▶ [Excerpts from a dataset]
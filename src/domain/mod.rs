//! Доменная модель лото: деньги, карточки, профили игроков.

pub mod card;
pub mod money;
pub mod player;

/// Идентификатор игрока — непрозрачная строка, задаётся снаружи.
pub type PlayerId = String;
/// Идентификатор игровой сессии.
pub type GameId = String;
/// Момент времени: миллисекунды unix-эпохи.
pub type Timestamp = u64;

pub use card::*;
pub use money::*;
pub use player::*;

* * *

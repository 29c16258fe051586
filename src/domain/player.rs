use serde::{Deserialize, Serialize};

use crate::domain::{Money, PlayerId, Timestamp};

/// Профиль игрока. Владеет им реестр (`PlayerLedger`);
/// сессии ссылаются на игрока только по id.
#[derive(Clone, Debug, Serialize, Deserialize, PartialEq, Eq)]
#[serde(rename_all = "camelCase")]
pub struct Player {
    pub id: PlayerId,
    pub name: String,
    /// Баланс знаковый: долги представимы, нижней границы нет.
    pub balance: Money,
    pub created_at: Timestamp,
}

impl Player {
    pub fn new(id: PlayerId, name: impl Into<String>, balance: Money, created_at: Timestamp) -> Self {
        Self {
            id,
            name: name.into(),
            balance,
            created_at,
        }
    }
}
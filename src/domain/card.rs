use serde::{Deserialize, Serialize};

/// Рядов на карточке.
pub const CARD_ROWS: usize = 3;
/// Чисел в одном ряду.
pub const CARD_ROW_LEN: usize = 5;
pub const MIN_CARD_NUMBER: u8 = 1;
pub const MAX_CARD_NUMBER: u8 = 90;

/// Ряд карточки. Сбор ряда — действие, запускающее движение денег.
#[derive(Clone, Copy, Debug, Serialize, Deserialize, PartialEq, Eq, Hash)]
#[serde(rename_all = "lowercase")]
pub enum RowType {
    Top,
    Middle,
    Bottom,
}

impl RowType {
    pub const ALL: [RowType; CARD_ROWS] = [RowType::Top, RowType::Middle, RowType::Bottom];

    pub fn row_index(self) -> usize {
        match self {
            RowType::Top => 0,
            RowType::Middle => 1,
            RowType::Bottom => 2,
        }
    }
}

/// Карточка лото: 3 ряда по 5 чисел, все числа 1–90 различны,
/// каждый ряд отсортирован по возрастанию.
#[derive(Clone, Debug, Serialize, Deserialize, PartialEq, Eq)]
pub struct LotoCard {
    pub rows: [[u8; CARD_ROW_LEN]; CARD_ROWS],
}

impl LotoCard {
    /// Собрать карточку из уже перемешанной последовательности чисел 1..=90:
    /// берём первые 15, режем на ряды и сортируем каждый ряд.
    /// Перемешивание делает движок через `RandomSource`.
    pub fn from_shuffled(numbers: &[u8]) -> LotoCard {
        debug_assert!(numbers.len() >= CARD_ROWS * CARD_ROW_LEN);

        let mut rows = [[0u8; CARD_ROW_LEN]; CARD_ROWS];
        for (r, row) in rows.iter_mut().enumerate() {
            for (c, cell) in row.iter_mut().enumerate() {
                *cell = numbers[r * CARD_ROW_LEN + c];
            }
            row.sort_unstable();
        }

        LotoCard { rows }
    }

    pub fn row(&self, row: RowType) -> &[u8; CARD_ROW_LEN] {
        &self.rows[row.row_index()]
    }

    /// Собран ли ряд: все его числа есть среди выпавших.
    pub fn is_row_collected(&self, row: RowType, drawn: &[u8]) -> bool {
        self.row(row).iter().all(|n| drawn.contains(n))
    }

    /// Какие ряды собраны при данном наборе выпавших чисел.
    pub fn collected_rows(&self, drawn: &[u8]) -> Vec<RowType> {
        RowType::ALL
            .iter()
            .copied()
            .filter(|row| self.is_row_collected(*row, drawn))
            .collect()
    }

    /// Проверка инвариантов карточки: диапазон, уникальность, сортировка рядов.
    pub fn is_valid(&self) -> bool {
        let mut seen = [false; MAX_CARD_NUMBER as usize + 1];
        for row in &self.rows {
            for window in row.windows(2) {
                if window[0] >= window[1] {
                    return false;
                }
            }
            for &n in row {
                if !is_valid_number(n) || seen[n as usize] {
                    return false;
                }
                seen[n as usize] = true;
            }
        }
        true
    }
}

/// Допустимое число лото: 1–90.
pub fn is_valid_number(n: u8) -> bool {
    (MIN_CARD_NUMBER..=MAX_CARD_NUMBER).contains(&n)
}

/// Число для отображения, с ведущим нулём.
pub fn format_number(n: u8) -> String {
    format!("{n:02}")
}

---

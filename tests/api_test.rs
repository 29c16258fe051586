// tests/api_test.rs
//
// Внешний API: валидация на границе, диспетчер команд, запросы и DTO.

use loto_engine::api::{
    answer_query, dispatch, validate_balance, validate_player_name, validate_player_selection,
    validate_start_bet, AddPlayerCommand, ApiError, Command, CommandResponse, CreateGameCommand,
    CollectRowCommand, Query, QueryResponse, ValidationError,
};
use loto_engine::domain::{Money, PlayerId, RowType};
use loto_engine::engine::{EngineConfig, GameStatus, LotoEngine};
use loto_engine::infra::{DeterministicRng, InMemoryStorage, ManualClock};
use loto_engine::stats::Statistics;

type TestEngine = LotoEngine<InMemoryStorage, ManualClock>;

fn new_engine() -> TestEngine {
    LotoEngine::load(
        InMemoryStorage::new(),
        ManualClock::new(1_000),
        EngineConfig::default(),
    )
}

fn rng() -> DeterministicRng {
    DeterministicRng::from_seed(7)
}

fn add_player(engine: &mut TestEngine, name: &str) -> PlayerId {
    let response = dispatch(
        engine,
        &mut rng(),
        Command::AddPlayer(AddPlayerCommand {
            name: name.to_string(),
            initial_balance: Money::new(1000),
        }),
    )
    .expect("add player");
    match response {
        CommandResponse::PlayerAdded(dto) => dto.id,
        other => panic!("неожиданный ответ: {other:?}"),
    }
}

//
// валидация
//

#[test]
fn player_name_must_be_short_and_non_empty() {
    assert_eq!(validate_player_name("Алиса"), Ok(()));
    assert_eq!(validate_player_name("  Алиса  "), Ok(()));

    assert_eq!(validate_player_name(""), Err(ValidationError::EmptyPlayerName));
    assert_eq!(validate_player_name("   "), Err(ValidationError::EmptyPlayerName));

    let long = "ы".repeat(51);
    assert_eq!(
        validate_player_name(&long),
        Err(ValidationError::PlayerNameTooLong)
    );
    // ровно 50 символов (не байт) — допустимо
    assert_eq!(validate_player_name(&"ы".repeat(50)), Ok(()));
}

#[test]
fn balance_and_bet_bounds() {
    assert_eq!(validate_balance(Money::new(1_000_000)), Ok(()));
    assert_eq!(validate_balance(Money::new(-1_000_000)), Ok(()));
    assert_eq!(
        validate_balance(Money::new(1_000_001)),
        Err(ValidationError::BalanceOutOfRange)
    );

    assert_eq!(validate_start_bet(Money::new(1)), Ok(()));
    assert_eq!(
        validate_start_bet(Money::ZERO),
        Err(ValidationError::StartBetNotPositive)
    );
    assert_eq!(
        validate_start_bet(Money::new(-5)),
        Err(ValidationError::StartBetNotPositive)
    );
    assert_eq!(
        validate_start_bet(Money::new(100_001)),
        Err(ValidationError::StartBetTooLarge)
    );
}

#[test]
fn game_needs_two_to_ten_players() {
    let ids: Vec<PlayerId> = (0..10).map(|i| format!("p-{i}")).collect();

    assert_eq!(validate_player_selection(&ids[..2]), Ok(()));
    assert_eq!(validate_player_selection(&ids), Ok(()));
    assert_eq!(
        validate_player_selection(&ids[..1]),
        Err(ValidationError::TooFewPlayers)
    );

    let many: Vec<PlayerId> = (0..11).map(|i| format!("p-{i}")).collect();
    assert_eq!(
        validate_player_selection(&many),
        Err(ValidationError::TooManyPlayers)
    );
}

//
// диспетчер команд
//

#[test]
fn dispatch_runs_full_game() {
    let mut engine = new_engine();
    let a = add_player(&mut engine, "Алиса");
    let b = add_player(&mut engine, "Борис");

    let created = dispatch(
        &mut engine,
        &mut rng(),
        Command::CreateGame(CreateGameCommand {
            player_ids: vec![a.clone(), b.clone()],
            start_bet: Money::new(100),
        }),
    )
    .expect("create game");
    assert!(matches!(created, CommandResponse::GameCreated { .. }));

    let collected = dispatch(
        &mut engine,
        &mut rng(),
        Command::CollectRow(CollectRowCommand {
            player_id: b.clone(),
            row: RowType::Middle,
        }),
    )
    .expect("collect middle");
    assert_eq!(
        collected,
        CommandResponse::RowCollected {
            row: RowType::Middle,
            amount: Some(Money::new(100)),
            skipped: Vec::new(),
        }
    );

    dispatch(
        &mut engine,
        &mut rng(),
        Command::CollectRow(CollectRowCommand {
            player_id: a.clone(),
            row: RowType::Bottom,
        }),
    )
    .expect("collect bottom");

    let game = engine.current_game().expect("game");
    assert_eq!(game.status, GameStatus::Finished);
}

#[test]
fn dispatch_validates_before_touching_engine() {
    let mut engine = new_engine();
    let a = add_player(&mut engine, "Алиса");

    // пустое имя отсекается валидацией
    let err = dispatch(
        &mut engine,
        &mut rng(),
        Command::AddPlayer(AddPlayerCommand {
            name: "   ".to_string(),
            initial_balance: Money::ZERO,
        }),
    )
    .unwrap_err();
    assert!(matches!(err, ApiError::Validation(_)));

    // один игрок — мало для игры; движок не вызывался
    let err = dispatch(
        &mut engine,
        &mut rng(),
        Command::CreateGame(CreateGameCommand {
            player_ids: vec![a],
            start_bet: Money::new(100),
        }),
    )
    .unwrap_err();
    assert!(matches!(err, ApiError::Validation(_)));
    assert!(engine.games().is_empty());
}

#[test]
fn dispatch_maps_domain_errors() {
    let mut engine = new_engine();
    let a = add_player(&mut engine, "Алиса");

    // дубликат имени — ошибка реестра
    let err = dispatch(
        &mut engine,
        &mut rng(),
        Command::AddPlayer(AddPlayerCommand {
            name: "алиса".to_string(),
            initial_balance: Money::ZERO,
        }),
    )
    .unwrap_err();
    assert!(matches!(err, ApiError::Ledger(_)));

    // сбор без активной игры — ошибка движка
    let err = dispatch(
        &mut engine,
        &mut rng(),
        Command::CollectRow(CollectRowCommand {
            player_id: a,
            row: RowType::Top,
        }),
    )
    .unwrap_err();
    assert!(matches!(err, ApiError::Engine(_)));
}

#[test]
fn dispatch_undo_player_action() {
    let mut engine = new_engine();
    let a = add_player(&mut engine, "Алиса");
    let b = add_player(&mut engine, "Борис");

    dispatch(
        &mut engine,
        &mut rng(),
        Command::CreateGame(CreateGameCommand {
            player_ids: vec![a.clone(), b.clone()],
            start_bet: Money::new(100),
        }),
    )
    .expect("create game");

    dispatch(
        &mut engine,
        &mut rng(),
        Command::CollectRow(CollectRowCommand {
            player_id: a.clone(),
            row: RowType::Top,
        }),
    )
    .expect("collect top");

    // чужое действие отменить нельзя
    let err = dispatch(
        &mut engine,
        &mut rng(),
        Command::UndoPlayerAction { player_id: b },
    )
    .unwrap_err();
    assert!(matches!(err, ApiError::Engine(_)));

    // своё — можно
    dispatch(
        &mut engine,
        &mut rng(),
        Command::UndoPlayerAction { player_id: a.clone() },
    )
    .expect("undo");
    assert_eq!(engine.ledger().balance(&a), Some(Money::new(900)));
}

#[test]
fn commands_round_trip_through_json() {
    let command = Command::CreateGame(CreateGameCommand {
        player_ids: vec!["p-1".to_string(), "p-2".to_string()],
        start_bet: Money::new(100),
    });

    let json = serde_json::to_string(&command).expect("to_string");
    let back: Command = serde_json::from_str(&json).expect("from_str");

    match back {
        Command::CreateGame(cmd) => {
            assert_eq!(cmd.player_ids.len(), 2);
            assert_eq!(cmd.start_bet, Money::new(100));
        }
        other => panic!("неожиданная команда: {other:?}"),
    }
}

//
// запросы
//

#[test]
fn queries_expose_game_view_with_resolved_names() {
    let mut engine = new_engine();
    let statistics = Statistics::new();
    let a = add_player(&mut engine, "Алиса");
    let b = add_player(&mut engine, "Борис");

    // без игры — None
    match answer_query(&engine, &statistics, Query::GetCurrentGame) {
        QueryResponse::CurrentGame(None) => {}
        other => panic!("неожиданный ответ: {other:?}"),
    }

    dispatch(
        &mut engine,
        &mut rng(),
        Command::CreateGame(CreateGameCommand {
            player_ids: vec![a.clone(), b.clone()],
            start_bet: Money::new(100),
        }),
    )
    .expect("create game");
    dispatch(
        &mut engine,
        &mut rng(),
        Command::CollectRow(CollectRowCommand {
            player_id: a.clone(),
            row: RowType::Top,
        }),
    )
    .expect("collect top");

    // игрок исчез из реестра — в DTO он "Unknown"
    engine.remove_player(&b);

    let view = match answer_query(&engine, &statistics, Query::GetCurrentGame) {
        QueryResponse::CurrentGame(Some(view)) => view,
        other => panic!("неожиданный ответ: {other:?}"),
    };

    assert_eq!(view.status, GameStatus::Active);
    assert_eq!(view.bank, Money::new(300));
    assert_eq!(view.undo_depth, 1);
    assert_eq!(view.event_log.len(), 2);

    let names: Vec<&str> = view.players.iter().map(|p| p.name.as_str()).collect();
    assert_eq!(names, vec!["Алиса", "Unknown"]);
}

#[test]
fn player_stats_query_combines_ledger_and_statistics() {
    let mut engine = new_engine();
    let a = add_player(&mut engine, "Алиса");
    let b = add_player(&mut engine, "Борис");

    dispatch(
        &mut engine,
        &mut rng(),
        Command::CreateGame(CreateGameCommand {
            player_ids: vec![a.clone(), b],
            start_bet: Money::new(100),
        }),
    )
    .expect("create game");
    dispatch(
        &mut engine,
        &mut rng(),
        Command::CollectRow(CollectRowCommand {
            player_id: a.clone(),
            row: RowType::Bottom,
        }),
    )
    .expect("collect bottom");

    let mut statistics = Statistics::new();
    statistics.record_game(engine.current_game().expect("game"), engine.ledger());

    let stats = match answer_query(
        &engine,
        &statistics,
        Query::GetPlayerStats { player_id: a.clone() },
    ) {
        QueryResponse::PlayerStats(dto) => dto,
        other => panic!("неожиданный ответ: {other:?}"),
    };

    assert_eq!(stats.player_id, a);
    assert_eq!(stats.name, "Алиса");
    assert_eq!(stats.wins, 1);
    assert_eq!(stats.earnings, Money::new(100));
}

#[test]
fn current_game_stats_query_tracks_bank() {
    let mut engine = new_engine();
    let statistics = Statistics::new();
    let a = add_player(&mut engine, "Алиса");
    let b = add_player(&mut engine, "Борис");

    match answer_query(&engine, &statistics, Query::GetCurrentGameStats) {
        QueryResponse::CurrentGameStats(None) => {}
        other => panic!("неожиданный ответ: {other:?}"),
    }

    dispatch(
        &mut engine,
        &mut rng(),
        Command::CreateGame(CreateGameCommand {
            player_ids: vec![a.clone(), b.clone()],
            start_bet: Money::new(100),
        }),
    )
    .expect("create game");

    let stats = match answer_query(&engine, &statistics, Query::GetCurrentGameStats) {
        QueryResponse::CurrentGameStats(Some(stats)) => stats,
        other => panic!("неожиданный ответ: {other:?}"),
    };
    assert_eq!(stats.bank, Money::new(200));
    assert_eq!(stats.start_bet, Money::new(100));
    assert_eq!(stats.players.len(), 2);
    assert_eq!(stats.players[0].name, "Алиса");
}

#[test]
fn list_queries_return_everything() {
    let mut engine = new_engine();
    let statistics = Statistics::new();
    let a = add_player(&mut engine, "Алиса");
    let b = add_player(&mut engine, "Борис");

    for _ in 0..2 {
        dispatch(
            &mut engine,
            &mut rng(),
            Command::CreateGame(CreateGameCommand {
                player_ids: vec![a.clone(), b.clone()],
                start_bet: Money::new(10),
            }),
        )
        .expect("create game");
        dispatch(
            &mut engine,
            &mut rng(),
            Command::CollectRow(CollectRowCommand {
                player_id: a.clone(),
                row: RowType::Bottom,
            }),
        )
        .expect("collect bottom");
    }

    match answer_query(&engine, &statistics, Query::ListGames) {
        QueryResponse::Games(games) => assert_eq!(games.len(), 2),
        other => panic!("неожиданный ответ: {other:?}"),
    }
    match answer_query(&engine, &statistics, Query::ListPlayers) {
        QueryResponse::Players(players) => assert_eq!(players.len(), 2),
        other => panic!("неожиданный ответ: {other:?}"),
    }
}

▶ [Work instructions]
Please return all lines from the records that hold the word "запросы".

▶ [Output for this task]
// Внешний API: валидация на границе, диспетчер команд, запросы и DTO.
// запросы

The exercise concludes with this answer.